China Rails Against ‘Deplorable’ Taiwanese President Visit to Hawaii

Taiwan's President Tsai Ing-wen speaks during a conference between Taiwan and China relati
SAM YEH/AFP/Getty Images

Despite China’s demands to deny her entry, Taiwanese President Tsai Ing-wen made a scheduled stopover in Hawaii on Saturday, en route to the Pacific Islands.

During her visit, she promised to boost Taiwan’s defense spending, prompting the outraged Chinese Communist Party organ Global Times to condemn her transit of U.S. territory as “deplorable.”

Tsai promised defense spending increases of at least three percent per year, and possibly more, to address U.S. concerns about a “possible military imbalance in the Taiwan Strait,” as reported by Reuters.

Taiwanese media is quoted claiming that U.S. Ambassador James Moriarty expressed concerns about the double-digit growth in Chinese military spending in recent years and asked Tsai to improve the combat effectiveness of Taiwan’s forces in response.

Speaking in Hawaii, Tsai said U.S.-Taiwan relations are “unprecedentedly friendly” at the moment. She expressed happiness at American “promises of peace and stability for the Asia-Pacific region” and said she understood the importance of increasing Taiwan’s “investment in defense.”

“Taiwan is well armed with mostly U.S.-made weapons but has been pushing for sales of more advanced equipment, such as fighter jets, to deal with what Taipei sees as a growing threat from China and its own rapidly modernizing armed forces,” Reuters observes.

The Chinese Communist Global Times sneers that Tsai’s transit of U.S. territory to visit Taiwan’s “allies” in the Pacific (a term swaddled in scare quotes, because there are only 20 of them left, and they tend to have smaller populations than Taiwan does) is a mere “trick the Taiwan administration has long been fond of playing.”

The Global Times fumes over the precisely calibrated level of importance her American hosts showed to Tsai’s visit and accuses Washington of conspiring with Taipei in “sneaking calculations” to create unrest in Asia. That should be difficult if the whole world embraces Beijing’s “one China” viewpoint, as the Communist paper asserts, but somehow Taiwan’s “petty actions” and “radical tricks” are seen as a dangerous threat to Chinese prestige.
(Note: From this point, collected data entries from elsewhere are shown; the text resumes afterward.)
//! Save and reopen documents through the file system

use ass_kfx::{
    parser::ast::STYLE_FORMAT, CoreError, Document, DocumentOptions, FrameRate, Line,
    SaveOptions, TextUnit,
};
use pretty_assertions::assert_eq;
use std::path::PathBuf;

const SOURCE: &str = "\u{FEFF}[Script Info]
; Script generated by Aegisub
Title: Round Trip
ScriptType: v4.00+
WrapStyle: 0
ScaledBorderAndShadow: yes
YCbCr Matrix: TV.709
PlayResX: 1280
PlayResY: 720

[Aegisub Project Garbage]
Audio File: song.mkv
Video File: song.mkv
Video AR Value: 1.777778
Active Line: 2

[V4+ Styles]
Format: Name, Fontname, Fontsize, PrimaryColour, SecondaryColour, OutlineColour, BackColour, Bold, Italic, Underline, StrikeOut, ScaleX, ScaleY, Spacing, Angle, BorderStyle, Outline, Shadow, Alignment, MarginL, MarginR, MarginV, Encoding
Style: Romaji,Verdana,36,&H00FFFFFF,&H000000FF,&H00000000,&H80000000,-1,0,0,0,100,100,1.5,0,1,2,0,8,20,20,15,1
Style: Unused,Arial,20,&H00FFFFFF,&H000000FF,&H00000000,&H00000000,0,0,0,0,100,100,0,0,1,2,2,2,10,10,10,1

[Events]
Format: Layer, Start, End, Style, Name, MarginL, MarginR, MarginV, Effect, Text
Comment: 0,0:00:00.00,0:00:05.00,Romaji,,0,0,0,template syl,{\\pos($x,$y)}
Dialogue: 0,0:00:10.00,0:00:12.50,Romaji,Singer,0,0,0,karaoke,{\\k25}so{\\k30}ra {\\k45}ni
Dialogue: 0,0:00:13.00,0:00:14.00,Romaji,,0,0,0,,plain text

[Aegisub Extradata]
Data: 1,fx,e{payload}

[Fonts]
fontname: verdana.ttf
";

/// Unique path under the system temp directory
fn temp_path(name: &str) -> PathBuf {
    std::env::temp_dir().join(format!("ass-kfx-{}-{name}.ass", std::process::id()))
}

#[test]
fn parse_reads_every_section() {
    let doc = Document::parse(SOURCE, &DocumentOptions::default()).expect("valid script");

    let info = &doc.meta().script_info;
    assert_eq!(info.title.as_deref(), Some("Round Trip"));
    assert_eq!(info.ycbcr_matrix.as_deref(), Some("TV.709"));
    assert_eq!(doc.meta().play_res(), Some((1280, 720)));
    assert_eq!(
        doc.meta().project_garbage.file(),
        (Some("song.mkv"), Some("song.mkv"))
    );
    assert_eq!(doc.meta().project_garbage.active_line, Some(2));

    assert_eq!(doc.styles().len(), 2);
    assert_eq!(doc.lines().len(), 3);
    assert!(doc.lines()[0].comment);
    assert_eq!(doc.lines()[1].actor, "Singer");
    assert_eq!(doc.lines()[1].effect, "karaoke");
    assert_eq!(doc.lines()[1].text, "sora ni");
    assert!(doc.issues().is_empty());
}

#[test]
fn save_and_reopen_keeps_the_document() {
    let path = temp_path("reopen");
    let options = DocumentOptions::default()
        .with_fix_timestamps(false)
        .with_output(&path);
    let mut doc = Document::parse(SOURCE, &options).expect("valid script");
    doc.clean_styles();

    let mut generated = doc.lines()[2].clone();
    generated.layer = 3;
    generated.shift_time(1.0);
    generated.set_text(r"{\fad(100,100)}plain text");
    doc.save(&[generated], &SaveOptions::default())
        .expect("temp dir is writable");

    let bytes = std::fs::read(&path).expect("file was written");
    assert!(bytes.starts_with("\u{FEFF}".as_bytes()));

    let reopened = Document::open(&path, &options).expect("written script parses");
    let _ = std::fs::remove_file(&path);

    assert_eq!(reopened.meta(), doc.meta());
    let names: Vec<&str> = reopened.styles().iter().map(|s| s.name.as_str()).collect();
    assert_eq!(names, vec!["Romaji"]);
    assert_eq!(reopened.styles()[0], doc.styles()[0]);

    // Source events come back as comments followed by the generated line.
    assert_eq!(reopened.lines().len(), 4);
    assert!(reopened.lines()[..3].iter().all(|line| line.comment));
    let last = &reopened.lines()[3];
    assert!(!last.comment);
    assert_eq!(last.layer, 3);
    assert_eq!(last.start_time.as_secs(), 14.0);
    assert_eq!(last.end_time.as_secs(), 15.0);
    assert_eq!(last.raw_text, r"{\fad(100,100)}plain text");
}

#[test]
fn unknown_sections_pass_through() {
    let doc = Document::parse(SOURCE, &DocumentOptions::default()).expect("valid script");
    let written = doc.to_ass_string(&[], &SaveOptions::default());
    assert!(written.ends_with(
        "\n[Aegisub Extradata]\nData: 1,fx,e{payload}\n\n[Fonts]\nfontname: verdana.ttf\n"
    ));

    let dropped = doc.to_ass_string(&[], &SaveOptions::default().with_keep_extradata(false));
    assert!(!dropped.contains("[Fonts]"));
    assert!(!dropped.contains("Data: 1"));
}

#[test]
fn resampled_document_writes_new_resolution() {
    let mut doc = Document::parse(SOURCE, &DocumentOptions::default()).expect("valid script");
    doc.resample_styles((1920, 1080)).expect("script has a resolution");

    let romaji = doc.style("Romaji").expect("declared style");
    assert_eq!(romaji.fontsize, 54.0);
    assert_eq!(romaji.margin_l, 30);
    assert_eq!(romaji.margin_v, 23);
    assert_eq!(romaji.outline, 3.0);

    let written = doc.to_ass_string(&[], &SaveOptions::default());
    assert!(written.contains("PlayResX: 1920\nPlayResY: 1080\n"));
    assert!(written.contains("Style: Romaji,Verdana,54,"));
}

#[test]
fn untitled_document_is_writable_from_scratch() {
    let mut doc = Document::untitled(FrameRate::NTSC_FILM);
    let mut line = Line::default_line("Default");
    line.set_text("hello");
    doc.add_line(&line, Some(false));

    let written = doc.to_ass_string(&[], &SaveOptions::default().with_header_comment(Vec::<String>::new()));
    assert!(written.starts_with("[Script Info]\nTitle: Default Aegisub file\n"));
    assert!(written.contains(STYLE_FORMAT));
    assert!(written.ends_with("Dialogue: 0,0:00:00.00,0:00:05.00,Default,,0,0,0,,hello\n"));
}

#[test]
fn opening_a_missing_file_is_an_io_error() {
    let err = Document::open(temp_path("missing"), &DocumentOptions::default())
        .expect_err("file does not exist");
    assert!(matches!(err, CoreError::Io(_)));
}
#[cfg(test)]
mod tests {
    use super::*;
    use pretty_assertions::assert_eq;

    const DEFAULT_LINE: &str = "Style: Default,Arial,20,&H00FFFFFF,&H000000FF,&H00000000,&H00000000,0,0,0,0,100,100,0,0,1,2,2,2,10,10,10,1";

    #[test]
    fn default_style_matches_aegisub_line() {
        assert_eq!(Style::default_style().to_ass_string(), DEFAULT_LINE);
        assert_eq!(Style::parse(DEFAULT_LINE, 0), Ok(Style::default()));
    }

    #[test]
    fn round_trip_keeps_text() {
        let line = "Style: Romaji,Noto Sans,52.5,&H00fFfFfF,&HFF0000FF,&H64202020,&HA0000000,-1,0,1,0,95,100,1.5,0,3,2.75,0,8,25,30,40,128";
        let style = Style::parse(line, 4).expect("valid style");
        assert_eq!(style.to_ass_string(), line);
        assert_eq!(style.alpha3.as_hex(), "64");
        assert_eq!(style.color1.as_hex(), "fFfFfF");
        assert!(style.border_style.is_opaque_box());
    }

    #[test]
    fn bold_values_round_trip_literally() {
        let off = DEFAULT_LINE.to_string();
        let on = DEFAULT_LINE.replacen(",0,0,0,0,100", ",-1,0,0,0,100", 1);
        let parsed_off = Style::parse(&off, 0).expect("valid");
        let parsed_on = Style::parse(&on, 0).expect("valid");
        assert_eq!(parsed_off.bold, StyleBool(0));
        assert_eq!(parsed_on.bold, StyleBool(-1));
        assert_eq!(parsed_on.to_ass_string(), on);

        let mut built = Style::default();
        built.set_bold(true);
        assert_eq!(built.bold, StyleBool(-1));
        assert_eq!(built.to_ass_string(), on);
        built.set_bold(false);
        assert_eq!(built.bold, StyleBool(0));
    }

    #[test]
    fn field_count_mismatch_is_malformed() {
        let err = Style::parse("Style: Broken,Arial,20", 3).expect_err("too few fields");
        match err {
            ParseError::MalformedLine { index, kind, raw, .. } => {
                assert_eq!(index, 3);
                assert_eq!(kind, LineKind::Style);
                assert_eq!(raw, "Style: Broken,Arial,20");
            }
            other => panic!("unexpected error {other:?}"),
        }
        assert!(Style::parse("Dialogue: 0", 0).is_err());
    }

    #[test]
    fn bad_values_are_located() {
        let bad_size = DEFAULT_LINE.replace(",20,", ",big,");
        let err = Style::parse(&bad_size, 2).expect_err("bad size");
        assert_eq!(err.line_index(), Some(2));
        assert!(err.to_string().contains("Fontsize"));

        let bad_alignment = DEFAULT_LINE.replace(",2,2,2,10", ",2,2,12,10");
        let err = Style::parse(&bad_alignment, 1).expect_err("bad alignment");
        assert!(err.to_string().contains("alignment"));

        let bad_color = DEFAULT_LINE.replace("&H00FFFFFF", "&HGG");
        assert!(Style::parse(&bad_color, 0).is_err());
    }

    #[test]
    fn color_splitting() {
        let (alpha, color) = split_color("&H80112233&").expect("valid");
        assert_eq!((alpha.as_hex(), color.as_hex()), ("80", "112233"));
        let (alpha, color) = split_color("&HFF").expect("valid");
        assert_eq!((alpha.as_hex(), color.as_hex()), ("00", "0000FF"));
        let (alpha, _) = split_color("&H1112233").expect("valid");
        assert_eq!(alpha.as_hex(), "01");
        assert!(split_color("112233").is_err());
        assert!(split_color("&H").is_err());
        assert!(split_color("&H123456789").is_err());
    }

    #[test]
    fn formatting_flags() {
        let mut style = Style::default();
        assert!(style.formatting().is_empty());
        style.set_italic(true);
        style.strikeout = StyleBool(1);
        assert_eq!(
            style.formatting(),
            TextFormatting::ITALIC | TextFormatting::STRIKE_OUT
        );
        style.set_border_style(true);
        assert_eq!(style.border_style, BorderStyle(3));
    }

    #[test]
    fn alignment_predicates() {
        let mut style = Style::default();
        style.alignment = Alignment::new(7).expect("valid");
        assert!(style.an_is_left() && style.an_is_top());
        assert!(!style.an_is_center() && !style.an_is_bottom());
        style.alignment = Alignment::new(6).expect("valid");
        assert!(style.an_is_right() && style.an_is_middle());
    }

    #[test]
    fn resample_scales_geometry() {
        let mut style = Style::default();
        style
            .resample(ResampleSource::Resolution(640, 360), (1920, 1080), true)
            .expect("valid resolution");
        assert_eq!(style.fontsize, 60.0);
        assert_eq!((style.margin_l, style.margin_r, style.margin_v), (30, 30, 30));
        assert_eq!(style.outline, 6.0);
        assert_eq!(style.scale_x, 100.0);
    }

    #[test]
    fn resample_stretches_on_aspect_change() {
        let mut style = Style::default();
        style
            .resample(ResampleSource::Resolution(640, 480), (1920, 1080), false)
            .expect("valid resolution");
        assert!((style.scale_x - 133.333_333).abs() < 1e-3);
        assert_eq!(style.outline, 2.0);
        assert_eq!(style.fontsize, 45.0);
    }

    #[test]
    fn resample_from_script_uses_border_flag() {
        let mut meta = Meta::default_aegisub();
        meta.script_info.set_play_res((384, 288));
        let mut style = Style::default();
        style
            .resample(ResampleSource::Meta(&meta), (768, 576), false)
            .expect("play res set");
        assert_eq!(style.outline, 4.0);

        let missing = Meta::default();
        assert_eq!(
            style.resample(ResampleSource::Meta(&missing), (768, 576), false),
            Err(CoreError::MissingPlayResolution)
        );
    }
}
In a separate piece, the Global Times rolled out a bevy of “experts” from China to simultaneously assert that Tsai’s visit to Hawaii was “meaningless in practice” and a “little trick,” but also an insult and menace to regional stability to which China must respond. One of the experts even muses that if Taiwan keeps pulling these meaningless little tricks, mainland China might feel compelled to “reunite the country by force.”

Reading between the lines, China’s hyperventilating about Tsai’s visit is mostly a bid to continue their full-court diplomatic press against Taiwan’s allies, which is part of a long-term strategy to make the Taiwanese feel their independence from the mainland is pointless and more trouble than it’s worth. Statesmanlike treatment from the United States deposits credibility and prestige into a Taiwanese diplomatic account that Beijing would very much like to empty.

China is also worried that Tsai might tip the Taiwanese public into demanding the formal recognition and complete independence that the “one China” policy rules out, but which her political party has advocated. A spokesman for the Chinese Foreign Ministry made that explicit when he urged the United States to “avoid sending any erroneous messages to the Taiwan independence force.”

The question is whether China will remain satisfied, if constantly irritated, with Taiwan’s current status. As retired Taiwanese strategic professor Lin Chong-pin mused to the Associated Press, “We know that [Chinese President] Xi Jinping is an extremely ambitious leader and he doesn’t want to get to 2020 with his Taiwan scorecard a blank.”